Biochemical characterization of air-filled albumin microspheres.

Abstract

Heating and sonication of a solution of human serum albumin (HSA) yields air-filled microspheres that can be used as a contrast agent in ultrasound examinations. The microspheres are stabilized by a thin-layer of protein surrounding the air bubbles. As long as the microspheres were intact, the protein was insoluble in aqueous solutions. After disintegration of the microspheres, the protein could be solubilized in several solutions. The intermolecular interactions in the microsphere protein have been elucidated from its solubility properties. The microspheres were disintegrated by several detergents which also solubilized the protein.

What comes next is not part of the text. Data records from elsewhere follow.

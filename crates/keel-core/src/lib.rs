//! Domain model and decision workflow for keel.

pub mod error;
pub mod model;
pub mod principles;
pub mod seed;
pub mod workflow;

/// Workflow and domain error type.
pub use error::WorkflowError;
/// Persisted domain records.
pub use model::{DecisionRecord, Principle, Reflection};
/// Bounded, uniquely-keyed principle collection.
pub use principles::{MAX_PRINCIPLES, PrincipleBook};
/// Default principle set used on first run.
pub use seed::seed_principles;
/// The decision workflow state machine.
pub use workflow::{CredentialStatus, Effect, Screen, Workflow, WorkflowEvent};
//! Error types for store operations.

/// Errors returned by the fallible store methods.
///
/// The public `load_*`/`save_*` API swallows these fail-soft; they surface
/// only through the `try_*` variants.
#[derive(Debug, thiserror::Error)]
pub enum StoreError {
    /// IO error.
    #[error("io error: {0}")]
    Io(#[from] std::io::Error),
    /// Serialization error.
    #[error("serialization error: {0}")]
    Serde(#[from] serde_json::Error),
}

After pressure disintegration of the microspheres, the protein was solubilized immediately in urea and guanidinium chloride, and also in phosphate-buffered saline after incubation overnight. These results indicate that the protein was mainly stabilized by non-covalent forces. The solubilization in buffer was inhibited by a high salt concentration, suggesting that hydrophobic interactions were involved in stabilizing the microsphere structure. Analysis of the solubilized protein by gel filtration showed that the protein contained substantial amounts of soluble aggregates of HSA. Reduction of the disulphide bonds dissolved these aggregates into monomeric HSA, showing that intermolecular disulphide bonds were also involved in stabilization of the microspheres. The solubilized protein also contained less fatty acids than the soluble HSA used for the production of microspheres. These results show that the microsphere protein has the same characteristics as heat-denatured HSA.